The dangers of not dealing with postnatal depression
In today’s guest post, Stacey from The Therapy Lounge discusses Postnatal Depression and alternative methods of treatment.
The experience of postnatal depression is a lonely and dispiriting condition for new mothers, though it can occur some months after the birth of a baby. This is not the baby blues type phenomenon, which sometimes happens after delivery, when the mother might be tearful, irritable or have mood swings. It is important to distinguish between the baby blues condition and postnatal depression, the former will pass but the latter can be extremely debilitating unless treated. Like most conditions, postnatal depression runs along a spectrum of symptoms from mild to severe. Again, akin to other problems, the symptoms vary from subject to subject but the NHS gives the following overview of the symptoms:
Key symptoms are:
- a persistent feeling of sadness and low mood
- loss of interest in the world around you and no longer enjoying things that used to give pleasure
- lack of energy and feeling tired all the time (fatigue)

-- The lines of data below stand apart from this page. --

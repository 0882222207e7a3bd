/// Shared application state
use crate::services::{CredentialCheck, UserDirectory};
use std::sync::Arc;

/// Application state shared across all handlers
#[derive(Clone)]
pub struct AppState {
    pub directory: Arc<UserDirectory>,
    pub credentials: Arc<dyn CredentialCheck>,
}

impl AppState {
    pub fn new(directory: Arc<UserDirectory>, credentials: Arc<dyn CredentialCheck>) -> Self {
        Self {
            directory,
            credentials,
        }
    }
}
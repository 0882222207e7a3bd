/// Health check API route
use crate::state::AppState;
use axum::{extract::State, Json};
use serde::Serialize;

#[derive(Debug, Serialize)]
pub struct HealthResponse {
    pub status: &'static str,
    pub version: &'static str,
    /// Number of users loaded at startup
    pub users: usize,
}

/// GET /health - liveness probe, no access token needed
pub async fn health(State(app_state): State<AppState>) -> Json<HealthResponse> {
    Json(HealthResponse {
        status: "ok",
        version: env!("CARGO_PKG_VERSION"),
        users: app_state.directory.len(),
    })
}
//! Domain types carried over the wire

mod order;
mod search;
mod user;

pub use order::{OrderBy, OrderField};
pub use search::{SearchRequest, SearchResponse};
pub use user::User;
//! Filter, sort and paginate over the loaded users.

use crate::error::{Result, ServerError};
use std::cmp::Ordering;
use usersearch_core::{OrderBy, OrderField, User};

/// A validated search, as decoded from the query string
#[derive(Debug, Clone, PartialEq, Eq, Default)]
pub struct SearchQuery {
    pub query: String,
    pub order_field: OrderField,
    pub order_by: OrderBy,
    pub offset: usize,
    pub limit: usize,
}

type Comparator = fn(&User, &User) -> Ordering;

/// Natural ascending order per sortable field.
///
/// Sorting by a new field means adding a row here.
const COMPARATORS: [(OrderField, Comparator); 3] = [
    (OrderField::Id, by_id),
    (OrderField::Name, by_name),
    (OrderField::Age, by_age),
];

fn by_id(a: &User, b: &User) -> Ordering {
    a.id.cmp(&b.id)
}

fn by_name(a: &User, b: &User) -> Ordering {
    a.name.cmp(&b.name)
}

fn by_age(a: &User, b: &User) -> Ordering {
    a.age.cmp(&b.age)
}

fn comparator(field: OrderField) -> Option<Comparator> {
    COMPARATORS
        .iter()
        .find(|(candidate, _)| *candidate == field)
        .map(|(_, compare)| *compare)
}

/// Stable in-place sort. `AsIs` leaves the slice untouched.
pub fn sort_users(users: &mut [User], field: OrderField, direction: OrderBy) {
    let Some(compare) = comparator(field) else {
        return;
    };

    match direction {
        OrderBy::AsIs => {}
        OrderBy::Asc => users.sort_by(compare),
        OrderBy::Desc => users.sort_by(|a, b| compare(a, b).reverse()),
    }
}

/// Read-only set of users loaded at startup.
#[derive(Debug, Clone, Default)]
pub struct UserDirectory {
    users: Vec<User>,
}

impl UserDirectory {
    pub fn new(users: Vec<User>) -> Self {
        Self { users }
    }

    pub fn len(&self) -> usize {
        self.users.len()
    }

    pub fn is_empty(&self) -> bool {
        self.users.is_empty()
    }

    /// Run a search and return the requested page.
    ///
    /// An offset that skips every match is an error; a limit larger than
    /// what remains is not.
    pub fn search(&self, query: &SearchQuery) -> Result<Vec<User>> {
        let mut found: Vec<User> = self
            .users
            .iter()
            .filter(|user| user.matches(&query.query))
            .cloned()
            .collect();

        sort_users(&mut found, query.order_field, query.order_by);

        if query.offset >= found.len() {
            return Err(ServerError::OffsetTooLarge {
                offset: query.offset,
                found: found.len(),
            });
        }

        Ok(found
            .into_iter()
            .skip(query.offset)
            .take(query.limit)
            .collect())
    }
}

#[cfg(test)]
mod tests {
    use super::*;

    fn user(id: i64, name: &str, age: u32, about: &str) -> User {
        User {
            id,
            name: name.to_string(),
            age,
            about: about.to_string(),
            gender: "female".to_string(),
        }
    }

    fn directory() -> UserDirectory {
        UserDirectory::new(vec![
            user(3, "Carol Dunn", 40, "Sails every summer"),
            user(1, "Alice Lee", 30, "Writes still life poems"),
            user(2, "Bob Hill", 30, "Fixes bikes"),
            user(5, "Dave Wills", 25, "Knits"),
        ])
    }

    fn ids(users: &[User]) -> Vec<i64> {
        users.iter().map(|u| u.id).collect()
    }

    fn query(text: &str, field: OrderField, direction: OrderBy) -> SearchQuery {
        SearchQuery {
            query: text.to_string(),
            order_field: field,
            order_by: direction,
            offset: 0,
            limit: 100,
        }
    }

    #[test]
    fn test_every_field_has_a_comparator() {
        for field in [OrderField::Id, OrderField::Name, OrderField::Age] {
            assert!(comparator(field).is_some(), "{} has no comparator", field);
        }
    }

    #[test]
    fn test_empty_query_matches_all_in_dataset_order() {
        let found = directory()
            .search(&query("", OrderField::Name, OrderBy::AsIs))
            .unwrap();
        assert_eq!(ids(&found), vec![3, 1, 2, 5]);
    }

    #[test]
    fn test_filter_checks_name_and_about() {
        let found = directory()
            .search(&query("ill", OrderField::Name, OrderBy::AsIs))
            .unwrap();
        // "still" in about, "Hill" and "Wills" in names
        assert_eq!(ids(&found), vec![1, 2, 5]);
    }

    #[test]
    fn test_filter_is_case_sensitive() {
        let result = directory().search(&query("knits", OrderField::Name, OrderBy::AsIs));
        assert!(matches!(
            result,
            Err(ServerError::OffsetTooLarge { offset: 0, found: 0 })
        ));
    }

    #[test]
    fn test_sort_by_id() {
        let dir = directory();
        let asc = dir.search(&query("", OrderField::Id, OrderBy::Asc)).unwrap();
        let desc = dir.search(&query("", OrderField::Id, OrderBy::Desc)).unwrap();
        assert_eq!(ids(&asc), vec![1, 2, 3, 5]);
        assert_eq!(ids(&desc), vec![5, 3, 2, 1]);
    }

    #[test]
    fn test_sort_by_name_is_lexicographic() {
        let found = directory()
            .search(&query("", OrderField::Name, OrderBy::Asc))
            .unwrap();
        assert_eq!(ids(&found), vec![1, 2, 3, 5]);
    }

    #[test]
    fn test_sort_by_age_is_stable_for_ties() {
        let dir = directory();
        let asc = dir.search(&query("", OrderField::Age, OrderBy::Asc)).unwrap();
        let desc = dir.search(&query("", OrderField::Age, OrderBy::Desc)).unwrap();
        // Alice (1) and Bob (2) are both 30 and keep dataset order either way
        assert_eq!(ids(&asc), vec![5, 1, 2, 3]);
        assert_eq!(ids(&desc), vec![3, 1, 2, 5]);
    }

    #[test]
    fn test_offset_and_limit() {
        let mut q = query("", OrderField::Id, OrderBy::Asc);
        q.offset = 1;
        q.limit = 2;
        let found = directory().search(&q).unwrap();
        assert_eq!(ids(&found), vec![2, 3]);
    }

    #[test]
    fn test_limit_larger_than_remaining_returns_rest() {
        let mut q = query("", OrderField::Id, OrderBy::Asc);
        q.offset = 2;
        q.limit = 50;
        let found = directory().search(&q).unwrap();
        assert_eq!(ids(&found), vec![3, 5]);
    }

    #[test]
    fn test_offset_boundaries() {
        let dir = directory();

        let mut last = query("", OrderField::Id, OrderBy::Asc);
        last.offset = 3;
        last.limit = 5;
        assert_eq!(ids(&dir.search(&last).unwrap()), vec![5]);

        let mut past = last.clone();
        past.offset = 4;
        assert!(matches!(
            dir.search(&past),
            Err(ServerError::OffsetTooLarge { offset: 4, found: 4 })
        ));
    }

    #[test]
    fn test_zero_limit_returns_empty_page() {
        let mut q = query("", OrderField::Id, OrderBy::Asc);
        q.limit = 0;
        assert!(directory().search(&q).unwrap().is_empty());
    }
}
//! User Search Server Library
//!
//! Reference implementation of the user search service: loads a fixed user
//! dataset, checks a shared access token and answers filtered, sorted,
//! paginated searches.
//!
//! This library exposes the core components for testing purposes.

pub mod api;
pub mod config;
pub mod dataset;
pub mod error;
pub mod middleware;
pub mod services;
pub mod state;

// Re-export commonly used types for convenience
pub use api::router;
pub use config::ServerConfig;
pub use dataset::{load_dataset, parse_dataset, Dataset, DatasetError};
pub use error::{Result, ServerError};
pub use services::{CredentialCheck, SearchQuery, StaticToken, UserDirectory};
pub use state::AppState;
//! Access token checking.
//!
//! Requests are authorised by a single shared secret. The check sits behind
//! [`CredentialCheck`] so a real authenticator can replace it without any
//! change to the wire protocol.

/// Decides whether an access token grants search access.
#[cfg_attr(test, mockall::automock)]
pub trait CredentialCheck: Send + Sync {
    fn verify(&self, token: &str) -> bool;
}

/// Accepts exactly one configured token.
#[derive(Clone)]
pub struct StaticToken {
    token: String,
}

impl StaticToken {
    pub fn new(token: impl Into<String>) -> Self {
        Self {
            token: token.into(),
        }
    }
}

impl std::fmt::Debug for StaticToken {
    fn fmt(&self, f: &mut std::fmt::Formatter<'_>) -> std::fmt::Result {
        f.debug_struct("StaticToken").finish_non_exhaustive()
    }
}

impl CredentialCheck for StaticToken {
    fn verify(&self, token: &str) -> bool {
        self.token == token
    }
}

impl<F> CredentialCheck for F
where
    F: Fn(&str) -> bool + Send + Sync,
{
    fn verify(&self, token: &str) -> bool {
        self(token)
    }
}

#[cfg(test)]
mod tests {
    use super::*;

    #[test]
    fn test_static_token_requires_exact_match() {
        let check = StaticToken::new("123qwerty");

        assert!(check.verify("123qwerty"));
        assert!(!check.verify("123QWERTY"));
        assert!(!check.verify("123qwerty "));
        assert!(!check.verify(""));
        assert!(!check.verify("WRONG TOKEN"));
    }

    #[test]
    fn test_debug_hides_token() {
        let check = StaticToken::new("123qwerty");
        assert!(!format!("{:?}", check).contains("123qwerty"));
    }

    #[test]
    fn test_closures_are_credential_checks() {
        let check = |token: &str| token.starts_with("ok-");

        assert!(check.verify("ok-1"));
        assert!(!check.verify("nope"));
    }
}
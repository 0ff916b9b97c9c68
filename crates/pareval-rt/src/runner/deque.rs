// pareval-rt/src/runner/deque.rs

use std::sync::atomic::AtomicUsize;
use std::thread;

use pareval_metrics::Counters;
use pareval_sync::{PaddedSlots, WorkStealingDeque};

use super::worker::DequeWorker;
use super::{joined, RoundContext, RoundOutcome};
use crate::dataset::Dataset;
use crate::error::RuntimeError;
use crate::partition::chunk_bounds;
use crate::types::Task;

/// Whether idle deque workers steal from their peers.
#[derive(Debug, Clone, Copy, PartialEq, Eq)]
pub(super) enum Stealing {
    Disabled,
    Enabled,
}

/// One fresh deque per worker, seeded with its static chunk in record order.
/// Every deque and owner handle exists before the first worker is spawned.
pub(super) fn run_round(
    ctx: &RoundContext<'_>,
    dataset: &Dataset,
    workers: usize,
    stealing: Stealing,
) -> Result<RoundOutcome, RuntimeError> {
    let records = dataset.records();
    let deques: Vec<WorkStealingDeque<Task<'_>>> = chunk_bounds(records.len(), workers)
        .into_iter()
        .map(|chunk| {
            chunk
                .map(|index| Task {
                    index,
                    record: &records[index],
                })
                .collect()
        })
        .collect();

    let owners = deques
        .iter()
        .enumerate()
        .map(|(id, deque)| deque.owner().ok_or(RuntimeError::DequeOwned(id)))
        .collect::<Result<Vec<_>, _>>()?;

    let idle = AtomicUsize::new(0);
    let slots: PaddedSlots<Counters> = PaddedSlots::new(workers);

    let results = thread::scope(|s| {
        let handles: Vec<_> = owners
            .into_iter()
            .enumerate()
            .map(|(id, owner)| {
                let worker = DequeWorker {
                    id,
                    owner,
                    deques: &deques,
                    idle: &idle,
                    slots: &slots,
                    ctx,
                };
                s.spawn(move || match stealing {
                    Stealing::Disabled => worker.run_local(),
                    Stealing::Enabled => worker.run_stealing(),
                })
            })
            .collect();

        // Join every handle before looking at any result; an unjoined
        // panicked thread would make the scope itself panic.
        handles
            .into_iter()
            .map(|handle| handle.join())
            .collect::<Vec<_>>()
    });
    let stats = joined(results, ctx.threshold)?;

    let pushed: usize = deques.iter().map(WorkStealingDeque::pushed).sum();
    let processed: usize = stats.iter().map(|s| s.processed).sum();
    debug_assert_eq!(pushed, processed, "tasks lost or duplicated");
    debug_assert!(deques.iter().all(WorkStealingDeque::is_empty));

    Ok(RoundOutcome {
        counters: slots.into_values().sum(),
        workers: stats,
    })
}
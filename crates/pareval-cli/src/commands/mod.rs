pub mod bench;
pub mod run;

use std::path::Path;

use pareval_rt::SweepConfig;

use crate::error::CliError;

/// The sweep file if one was given, otherwise the built-in defaults.
fn load_sweep(path: Option<&Path>) -> Result<SweepConfig, CliError> {
    match path {
        Some(path) => {
            log::debug!("Reading sweep config from {}", path.display());
            Ok(SweepConfig::from_file(path)?)
        }
        None => Ok(SweepConfig::default()),
    }
}
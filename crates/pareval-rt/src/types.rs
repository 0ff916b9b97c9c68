use crate::dataset::Record;

/// Index of a worker within one round, `0..threads`.
pub type WorkerId = usize;

/// One unit of work: a borrowed record and its position in the dataset.
#[derive(Debug, Clone, Copy)]
pub struct Task<'a> {
    pub index: usize,
    pub record: &'a Record,
}
// pareval-metrics/src/table.rs

use crate::metrics::Metrics;

/// Metrics per threshold, kept in sweep order.
#[derive(Debug, Clone, Default, PartialEq)]
pub struct ThresholdTable {
    rows: Vec<(f32, Metrics)>,
}

impl ThresholdTable {
    pub fn new() -> Self {
        Self::default()
    }

    pub fn with_capacity(capacity: usize) -> Self {
        ThresholdTable {
            rows: Vec::with_capacity(capacity),
        }
    }

    /// Appends the finalised metrics for `threshold`.
    pub fn insert(&mut self, threshold: f32, metrics: Metrics) {
        self.rows.push((threshold, metrics));
    }

    /// Looks up the metrics recorded for exactly `threshold`.
    pub fn get(&self, threshold: f32) -> Option<&Metrics> {
        self.rows
            .iter()
            .find(|(t, _)| *t == threshold)
            .map(|(_, m)| m)
    }

    pub fn iter(&self) -> impl Iterator<Item = &(f32, Metrics)> {
        self.rows.iter()
    }

    pub fn thresholds(&self) -> impl Iterator<Item = f32> + '_ {
        self.rows.iter().map(|(t, _)| *t)
    }

    pub fn len(&self) -> usize {
        self.rows.len()
    }

    pub fn is_empty(&self) -> bool {
        self.rows.is_empty()
    }

    /// True when both tables cover the same thresholds with identical counters
    /// and rates within `tolerance`.
    pub fn agrees_with(&self, other: &ThresholdTable, tolerance: f32) -> bool {
        self.rows.len() == other.rows.len()
            && self.rows.iter().zip(&other.rows).all(|((ta, ma), (tb, mb))| {
                ta == tb
                    && ma.counters == mb.counters
                    && (ma.precision - mb.precision).abs() <= tolerance
                    && (ma.recall - mb.recall).abs() <= tolerance
            })
    }
}

impl<'a> IntoIterator for &'a ThresholdTable {
    type Item = &'a (f32, Metrics);
    type IntoIter = std::slice::Iter<'a, (f32, Metrics)>;

    fn into_iter(self) -> Self::IntoIter {
        self.rows.iter()
    }
}
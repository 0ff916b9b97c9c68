use std::ops::Range;

/// Records per chunk when `len` records are split over `workers` workers.
pub fn chunk_size(len: usize, workers: usize) -> usize {
    if workers == 0 {
        0
    } else {
        len.div_ceil(workers)
    }
}

/// Splits `0..len` into `workers` contiguous chunks of `chunk_size(len, workers)`.
///
/// The last non-empty chunk is clipped at `len`; when there are more workers
/// than the chunk size can feed, the trailing chunks are empty. Always returns
/// exactly `workers` ranges, in order, covering `0..len` without overlap.
pub fn chunk_bounds(len: usize, workers: usize) -> Vec<Range<usize>> {
    let per_worker = chunk_size(len, workers);
    (0..workers)
        .map(|i| {
            let start = (per_worker * i).min(len);
            let end = (start + per_worker).min(len);
            start..end
        })
        .collect()
}
//! Dataset loading: `label,text` CSV rows into an ordered, read-only record set.

use std::fs;
use std::iter::Peekable;
use std::path::Path;
use std::str::Chars;

use crate::config::DatasetLayout;
use crate::error::DatasetError;

/// One input row.
#[derive(Debug, Clone, PartialEq, Eq)]
pub struct Record {
    /// Ground-truth label, compared against the configured positive label.
    pub label: String,
    /// Free text handed to the evaluator.
    pub text: String,
}

impl Record {
    pub fn new(label: impl Into<String>, text: impl Into<String>) -> Self {
        Record {
            label: label.into(),
            text: text.into(),
        }
    }
}

/// The loaded record set. Never mutated after construction, so workers share
/// it by reference without synchronisation.
#[derive(Debug, Clone, Default, PartialEq, Eq)]
pub struct Dataset {
    records: Vec<Record>,
}

impl Dataset {
    pub fn from_records(records: Vec<Record>) -> Self {
        Dataset { records }
    }

    /// Reads and parses a CSV file. An unreadable, malformed or empty file is an error.
    pub fn load(path: &Path, layout: DatasetLayout) -> Result<Self, DatasetError> {
        log::debug!("Loading dataset from {}", path.display());
        let contents = fs::read_to_string(path).map_err(|source| DatasetError::Io {
            path: path.to_path_buf(),
            source,
        })?;
        let dataset = Self::parse(&contents, layout)?;
        if dataset.is_empty() {
            return Err(DatasetError::Empty(path.to_path_buf()));
        }
        log::info!("Loaded {} records from {} ({:?})", dataset.len(), path.display(), layout);
        Ok(dataset)
    }

    /// Parses CSV text. Each row needs at least two fields: label, then text.
    /// Extra columns are ignored.
    pub fn parse(input: &str, layout: DatasetLayout) -> Result<Self, DatasetError> {
        let mut reader = CsvReader::new(input);
        let mut records = Vec::new();
        while let Some(row) = reader.next_row() {
            let (line, mut fields) = row?;
            if fields.len() < 2 {
                return Err(DatasetError::MissingColumns {
                    line,
                    found: fields.len(),
                });
            }
            fields.truncate(2);
            let text = fields.pop().unwrap_or_default();
            let label = fields.pop().unwrap_or_default();
            records.push(Record { label, text });
        }

        let mut dataset = Dataset { records };
        dataset.apply_layout(layout);
        Ok(dataset)
    }

    fn apply_layout(&mut self, layout: DatasetLayout) {
        match layout {
            DatasetLayout::Balanced => {}
            DatasetLayout::Imbalanced => self.records.sort_by_key(|r| r.text.len()),
        }
    }

    pub fn records(&self) -> &[Record] {
        &self.records
    }

    pub fn len(&self) -> usize {
        self.records.len()
    }

    pub fn is_empty(&self) -> bool {
        self.records.is_empty()
    }
}

impl FromIterator<Record> for Dataset {
    fn from_iter<I: IntoIterator<Item = Record>>(iter: I) -> Self {
        Dataset::from_records(iter.into_iter().collect())
    }
}

enum FieldEnd {
    Comma,
    Row,
}

/// Minimal RFC 4180 reader: quoted fields may contain commas, newlines and
/// doubled quotes. Blank lines are skipped.
struct CsvReader<'s> {
    chars: Peekable<Chars<'s>>,
    line: usize,
}

impl<'s> CsvReader<'s> {
    fn new(input: &'s str) -> Self {
        CsvReader {
            chars: input.chars().peekable(),
            line: 1,
        }
    }

    /// Returns the next row and the line it starts on.
    fn next_row(&mut self) -> Option<Result<(usize, Vec<String>), DatasetError>> {
        loop {
            match self.chars.peek() {
                Some('\n') => {
                    self.chars.next();
                    self.line += 1;
                }
                Some('\r') => {
                    self.chars.next();
                }
                Some(_) => break,
                None => return None,
            }
        }

        let start = self.line;
        let mut fields = Vec::new();
        loop {
            match self.read_field() {
                Ok((field, FieldEnd::Comma)) => fields.push(field),
                Ok((field, FieldEnd::Row)) => {
                    fields.push(field);
                    return Some(Ok((start, fields)));
                }
                Err(e) => return Some(Err(e)),
            }
        }
    }

    fn read_field(&mut self) -> Result<(String, FieldEnd), DatasetError> {
        if self.chars.peek() == Some(&'"') {
            self.chars.next();
            self.read_quoted()
        } else {
            self.read_unquoted()
        }
    }

    fn read_unquoted(&mut self) -> Result<(String, FieldEnd), DatasetError> {
        let mut field = String::new();
        loop {
            match self.chars.next() {
                None => return Ok((trim_cr(field), FieldEnd::Row)),
                Some(',') => return Ok((field, FieldEnd::Comma)),
                Some('\n') => {
                    self.line += 1;
                    return Ok((trim_cr(field), FieldEnd::Row));
                }
                Some('"') => {
                    return Err(DatasetError::Malformed {
                        line: self.line,
                        reason: "bare quote in unquoted field".to_string(),
                    })
                }
                Some(c) => field.push(c),
            }
        }
    }

    fn read_quoted(&mut self) -> Result<(String, FieldEnd), DatasetError> {
        let opened = self.line;
        let mut field = String::new();
        loop {
            match self.chars.next() {
                None => {
                    return Err(DatasetError::Malformed {
                        line: opened,
                        reason: "unterminated quoted field".to_string(),
                    })
                }
                Some('"') if self.chars.peek() == Some(&'"') => {
                    self.chars.next();
                    field.push('"');
                }
                Some('"') => break,
                Some('\n') => {
                    self.line += 1;
                    field.push('\n');
                }
                Some(c) => field.push(c),
            }
        }

        match self.chars.next() {
            None => Ok((field, FieldEnd::Row)),
            Some(',') => Ok((field, FieldEnd::Comma)),
            Some('\n') => {
                self.line += 1;
                Ok((field, FieldEnd::Row))
            }
            Some('\r') if self.chars.peek() == Some(&'\n') => {
                self.chars.next();
                self.line += 1;
                Ok((field, FieldEnd::Row))
            }
            Some(c) => Err(DatasetError::Malformed {
                line: self.line,
                reason: format!("unexpected {:?} after closing quote", c),
            }),
        }
    }
}

fn trim_cr(mut field: String) -> String {
    if field.ends_with('\r') {
        field.pop();
    }
    field
}

#[cfg(test)]
mod tests {
    use super::*;
    use std::io::Write;
    use tempfile::NamedTempFile;

    fn parse(input: &str) -> Vec<Record> {
        Dataset::parse(input, DatasetLayout::Balanced)
            .unwrap()
            .records()
            .to_vec()
    }

    #[test]
    fn test_plain_rows() {
        assert_eq!(
            parse("0,bad day\n4,great day\n"),
            vec![Record::new("0", "bad day"), Record::new("4", "great day")]
        );
    }

    #[test]
    fn test_quoted_fields() {
        let records = parse("0,\"well, \"\"that\"\" was\nawful\"\r\n4,\"ok\"");
        assert_eq!(records[0].text, "well, \"that\" was\nawful");
        assert_eq!(records[1], Record::new("4", "ok"));
    }

    #[test]
    fn test_blank_lines_and_crlf() {
        assert_eq!(
            parse("\r\n0,a\r\n\r\n\n4,b\r\n"),
            vec![Record::new("0", "a"), Record::new("4", "b")]
        );
    }

    #[test]
    fn test_extra_columns_ignored() {
        assert_eq!(parse("0,text,extra,more"), vec![Record::new("0", "text")]);
    }

    #[test]
    fn test_missing_text_column_reports_line() {
        let err = Dataset::parse("0,a\n\n4\n", DatasetLayout::Balanced).unwrap_err();
        assert!(matches!(err, DatasetError::MissingColumns { line: 3, found: 1 }));
    }

    #[test]
    fn test_malformed_quotes() {
        let err = Dataset::parse("0,\"open\n4,b", DatasetLayout::Balanced).unwrap_err();
        assert!(matches!(err, DatasetError::Malformed { line: 1, .. }));
        let err = Dataset::parse("0,a\n4,b\"c", DatasetLayout::Balanced).unwrap_err();
        assert!(matches!(err, DatasetError::Malformed { line: 2, .. }));
        let err = Dataset::parse("0,\"a\"b", DatasetLayout::Balanced).unwrap_err();
        assert!(matches!(err, DatasetError::Malformed { .. }));
    }

    #[test]
    fn test_imbalanced_layout_sorts_stably_by_length() {
        let dataset = Dataset::parse("0,ccc\n1,a\n2,bb\n3,x\n", DatasetLayout::Imbalanced).unwrap();
        let labels: Vec<&str> = dataset.records().iter().map(|r| r.label.as_str()).collect();
        assert_eq!(labels, vec!["1", "3", "2", "0"]);
    }

    #[test]
    fn test_load_errors() {
        let missing = Dataset::load(Path::new("/no/such/dataset.csv"), DatasetLayout::Balanced);
        assert!(matches!(missing, Err(DatasetError::Io { .. })));

        let empty = NamedTempFile::new().unwrap();
        assert!(matches!(
            Dataset::load(empty.path(), DatasetLayout::Balanced),
            Err(DatasetError::Empty(_))
        ));
    }

    #[test]
    fn test_load_file() {
        let mut file = NamedTempFile::new().unwrap();
        write!(file, "0,first\n4,second\n").unwrap();
        let dataset = Dataset::load(file.path(), DatasetLayout::Balanced).unwrap();
        assert_eq!(dataset.len(), 2);
        assert_eq!(dataset.records()[1].text, "second");
    }
}
// pareval-sync/src/padded.rs

//! Per-worker accumulator slots laid out one per cache line.

use crossbeam_utils::CachePadded;
use parking_lot::{Mutex, MutexGuard};

/// Cache line size assumed by the padding, in bytes.
pub const CACHE_LINE_SIZE: usize = std::mem::align_of::<CachePadded<u8>>();

/// A fixed set of per-worker slots, each padded to its own cache line(s).
///
/// Worker `i` locks slot `i` once and keeps the guard for its whole chunk, so
/// the lock is never contended while work is in flight. The coordinator only
/// reads the slots after the round's synchronisation point (barrier or join).
#[derive(Debug)]
pub struct PaddedSlots<T> {
    slots: Vec<CachePadded<Mutex<T>>>,
}

impl<T> PaddedSlots<T> {
    /// Creates `len` slots, each initialised by `init`.
    pub fn new_with(len: usize, mut init: impl FnMut() -> T) -> Self {
        PaddedSlots {
            slots: (0..len).map(|_| CachePadded::new(Mutex::new(init()))).collect(),
        }
    }

    pub fn len(&self) -> usize {
        self.slots.len()
    }

    pub fn is_empty(&self) -> bool {
        self.slots.is_empty()
    }

    /// Locks slot `index`.
    ///
    /// # Panics
    /// Panics if `index` is out of bounds.
    pub fn lock(&self, index: usize) -> MutexGuard<'_, T> {
        self.slots[index].lock()
    }

    /// Consumes the slots, yielding their values in worker order.
    pub fn into_values(self) -> impl Iterator<Item = T> {
        self.slots
            .into_iter()
            .map(|slot| CachePadded::into_inner(slot).into_inner())
    }
}

impl<T: Default> PaddedSlots<T> {
    pub fn new(len: usize) -> Self {
        Self::new_with(len, T::default)
    }
}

Other symptoms can include:
- disturbed sleep – such as not being able to fall asleep during the night (insomnia) then being sleepy during the day
- difficulties with concentration and making decisions
- low self-confidence
- poor appetite or an increase in appetite (‘comfort eating’)
- you become very agitated or alternatively you become very apathetic (can’t be bothered)
- feelings of guilt and self-blame
- thinking about suicide and self-harming
Having a baby is one of the milestone events in a mother’s life and the subliminal associations with motherhood are those of happiness and joy. New mothers may not feel comfortable acknowledging that they are experiencing some of the problems described above, especially at a time when they are expected to be happy. Consequently, it is important for the partner, family or friends to give some thought to how the mother is feeling. The focus at this time is very often on the new baby and it is easy to overlook the wellbeing of the mother. Postnatal depression is not uncommon and figures produced by the NHS say that 1 in 7 mothers may suffer from some form of depression in the months after giving birth. Unlike other ailments, postnatal depression is experienced across all social classes and all ethnic groups.
As with other forms of depression, postnatal depression responds well to therapeutic treatment. The Therapy Lounge provides hypnotherapy in London for the treatment of postnatal depression arising from a variety of causes or life crises. To relieve depression with The Therapy Lounge NLP (neuro-linguistic programming) is used as part in the treatment plan. In simplistic terms, NLP sets out to put the individual in charge of his or her own thinking and reaction patterns.
The wellbeing of a new mother is crucial as their feelings, thoughts, actions and reactions will influence the life chances and development of the new baby. We know enough about child development to recognise the impact that an adult’s state of mind has on the life of a child. Postnatal depression is not a life sentence and the condition can be treated if help is sought, it is in everyone’s interest to seek out solutions.
We’d like to echo Stacey’s sentiments and remind all the mums reading that nothing is ever as hopeless as it seems. If you, or someone close to you is showing signs of PND, ask for, or offer help. Never feel like you have to siffer in silence – you definitely don’t.